---------- PROVIDED DATA ----------

//! Kinematic state, accelerations and velocity limits of the race car

use std::{collections::BTreeSet, fmt, ops::Add};

use rand::Rng;
use serde::{Deserialize, Serialize};

use crate::{Result, error::Error, grid::Coordinate};

/// Displacement per step. Same shape as a [`Coordinate`] but not a location.
#[derive(
    Debug, Clone, Copy, PartialEq, Eq, Hash, PartialOrd, Ord, Default, Serialize, Deserialize,
)]
pub struct Velocity {
    pub x: i32,
    pub y: i32,
}

impl Velocity {
    pub const ZERO: Velocity = Velocity { x: 0, y: 0 };

    pub const fn new(x: i32, y: i32) -> Self {
        Self { x, y }
    }

    pub fn is_zero(self) -> bool {
        self == Self::ZERO
    }
}

impl fmt::Display for Velocity {
    fn fmt(&self, f: &mut fmt::Formatter<'_>) -> fmt::Result {
        write!(f, "({}, {})", self.x, self.y)
    }
}

impl Add<Velocity> for Coordinate {
    type Output = Coordinate;

    fn add(self, rhs: Velocity) -> Coordinate {
        Coordinate::new(self.x + rhs.x, self.y + rhs.y)
    }
}

/// Change of velocity chosen by the driver, each component in `-1..=1`.
#[derive(
    Debug, Clone, Copy, PartialEq, Eq, Hash, PartialOrd, Ord, Serialize, Deserialize,
)]
pub struct Acceleration {
    x: i32,
    y: i32,
}

impl Acceleration {
    /// Every acceleration, in lexicographic order.
    pub const ALL: [Acceleration; 9] = [
        Acceleration { x: -1, y: -1 },
        Acceleration { x: -1, y: 0 },
        Acceleration { x: -1, y: 1 },
        Acceleration { x: 0, y: -1 },
        Acceleration { x: 0, y: 0 },
        Acceleration { x: 0, y: 1 },
        Acceleration { x: 1, y: -1 },
        Acceleration { x: 1, y: 0 },
        Acceleration { x: 1, y: 1 },
    ];

    /// # Errors
    ///
    /// Returns [`Error::InvalidAcceleration`] if a component is outside `-1..=1`.
    pub fn new(x: i32, y: i32) -> Result<Self> {
        if (-1..=1).contains(&x) && (-1..=1).contains(&y) {
            Ok(Self { x, y })
        } else {
            Err(Error::InvalidAcceleration { x, y })
        }
    }

    pub fn x(self) -> i32 {
        self.x
    }

    pub fn y(self) -> i32 {
        self.y
    }
}

impl fmt::Display for Acceleration {
    fn fmt(&self, f: &mut fmt::Formatter<'_>) -> fmt::Result {
        write!(f, "({}, {})", self.x, self.y)
    }
}

impl Add<Acceleration> for Velocity {
    type Output = Velocity;

    fn add(self, rhs: Acceleration) -> Velocity {
        Velocity::new(self.x + rhs.x, self.y + rhs.y)
    }
}

/// Position and velocity of the car. Nothing else is tracked.
#[derive(
    Debug, Clone, Copy, PartialEq, Eq, Hash, PartialOrd, Ord, Serialize, Deserialize,
)]
pub struct CarState {
    pub position: Coordinate,
    pub velocity: Velocity,
}

impl CarState {
    pub const fn new(position: Coordinate, velocity: Velocity) -> Self {
        Self { position, velocity }
    }

    /// Stationary car at `position`.
    pub const fn at_rest(position: Coordinate) -> Self {
        Self::new(position, Velocity::ZERO)
    }
}

impl fmt::Display for CarState {
    fn fmt(&self, f: &mut fmt::Formatter<'_>) -> fmt::Result {
        write!(f, "pos {} vel {}", self.position, self.velocity)
    }
}

/// Inclusive ranges allowed for each velocity component.
///
/// Two presets exist: [`VelocityLimits::bidirectional`] (the default) lets the
/// car drift left as well as right, [`VelocityLimits::forward_only`] keeps both
/// components non-negative.
#[derive(Debug, Clone, Copy, PartialEq, Eq, Serialize, Deserialize)]
pub struct VelocityLimits {
    pub min_x: i32,
    pub max_x: i32,
    pub min_y: i32,
    pub max_y: i32,
}

impl VelocityLimits {
    /// Horizontal velocity in `-4..=4`, vertical in `0..=4`.
    pub const fn bidirectional() -> Self {
        Self {
            min_x: -4,
            max_x: 4,
            min_y: 0,
            max_y: 4,
        }
    }

    /// Both components in `0..=4`.
    pub const fn forward_only() -> Self {
        Self {
            min_x: 0,
            max_x: 4,
            min_y: 0,
            max_y: 4,
        }
    }

    /// Whether `velocity` is within range and not standing still.
    pub fn admits(&self, velocity: Velocity) -> bool {
        (self.min_x..=self.max_x).contains(&velocity.x)
            && (self.min_y..=self.max_y).contains(&velocity.y)
            && !velocity.is_zero()
    }

    /// Accelerations that keep `velocity` admissible, in [`Acceleration::ALL`] order.
    pub fn legal_actions(&self, velocity: Velocity) -> Vec<Acceleration> {
        Acceleration::ALL
            .into_iter()
            .filter(|action| self.admits(velocity + *action))
            .collect()
    }

    /// Every velocity within range, including zero.
    pub fn velocities(&self) -> impl Iterator<Item = Velocity> + '_ {
        (self.min_x..=self.max_x)
            .flat_map(move |x| (self.min_y..=self.max_y).map(move |y| Velocity::new(x, y)))
    }
}

impl Default for VelocityLimits {
    fn default() -> Self {
        Self::bidirectional()
    }
}

/// Result of one transition.
#[derive(Debug, Clone, Copy, PartialEq, Eq)]
pub enum Outcome {
    /// The car moved without touching bounds or finish.
    Continuing(CarState),
    /// The swept path hit a boundary or left the track; the car restarts at rest.
    Reset(CarState),
    /// The swept path crossed the finish line.
    Terminated,
}

impl Outcome {
    /// State the episode continues from, if it continues.
    pub fn state(&self) -> Option<CarState> {
        match self {
            Outcome::Continuing(state) | Outcome::Reset(state) => Some(*state),
            Outcome::Terminated => None,
        }
    }

    pub fn is_terminal(&self) -> bool {
        matches!(self, Outcome::Terminated)
    }
}

/// Picks the cell a crashed car restarts from.
///
/// Implementations must return a member of `starts`, or `None` only when
/// `starts` is empty.
pub trait StartSelector {
    fn choose(&mut self, starts: &BTreeSet<Coordinate>) -> Option<Coordinate>;
}

/// Uniform choice among start cells, drawing from a borrowed RNG.
pub struct UniformStart<'a, R: Rng + ?Sized>(pub &'a mut R);

impl<R: Rng + ?Sized> StartSelector for UniformStart<'_, R> {
    fn choose(&mut self, starts: &BTreeSet<Coordinate>) -> Option<Coordinate> {
        if starts.is_empty() {
            return None;
        }
        let index = self.0.random_range(0..starts.len());
        starts.iter().nth(index).copied()
    }
}

/// Always the smallest start cell.
#[derive(Debug, Clone, Copy, Default)]
pub struct FirstStart;

impl StartSelector for FirstStart {
    fn choose(&mut self, starts: &BTreeSet<Coordinate>) -> Option<Coordinate> {
        starts.first().copied()
    }
}

#[cfg(test)]
mod tests {
    use rand::{SeedableRng, rngs::StdRng};

    use super::*;

    #[test]
    fn test_acceleration_range_is_validated() {
        assert!(Acceleration::new(1, -1).is_ok());
        assert!(matches!(
            Acceleration::new(2, 0),
            Err(Error::InvalidAcceleration { x: 2, y: 0 })
        ));
    }

    #[test]
    fn test_zero_velocity_never_keeps_still() {
        let actions = VelocityLimits::bidirectional().legal_actions(Velocity::ZERO);
        assert!(!actions.contains(&Acceleration::new(0, 0).unwrap()));
        // y may not go negative, so only the five with y >= 0 minus the null one
        assert_eq!(actions.len(), 5);
    }

    #[test]
    fn test_forward_only_limits() {
        let limits = VelocityLimits::forward_only();
        let actions = limits.legal_actions(Velocity::ZERO);
        assert_eq!(
            actions,
            vec![
                Acceleration::new(0, 1).unwrap(),
                Acceleration::new(1, 0).unwrap(),
                Acceleration::new(1, 1).unwrap(),
            ]
        );
        assert!(!limits.admits(Velocity::new(-1, 2)));
        assert!(VelocityLimits::bidirectional().admits(Velocity::new(-1, 2)));
    }

    #[test]
    fn test_top_speed_is_capped() {
        let actions = VelocityLimits::bidirectional().legal_actions(Velocity::new(4, 4));
        assert!(actions.iter().all(|a| a.x() <= 0 && a.y() <= 0));
        assert_eq!(actions.len(), 4);
    }

    #[test]
    fn test_uniform_start_stays_in_set() {
        let starts: BTreeSet<_> = (1..=4).map(|x| Coordinate::new(x, 1)).collect();
        let mut rng = StdRng::seed_from_u64(3);
        let mut selector = UniformStart(&mut rng);
        for _ in 0..50 {
            let chosen = selector.choose(&starts).unwrap();
            assert!(starts.contains(&chosen));
        }
        assert_eq!(UniformStart(&mut rng).choose(&BTreeSet::new()), None);
    }

    #[test]
    fn test_first_start_is_smallest() {
        let starts: BTreeSet<_> = [Coordinate::new(5, 1), Coordinate::new(4, 1)].into();
        assert_eq!(FirstStart.choose(&starts), Some(Coordinate::new(4, 1)));
    }
}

----------

Using the records above, count the lines containing "Serialize". Give no words besides the number.

§ ANSWER TO THIS TASK
5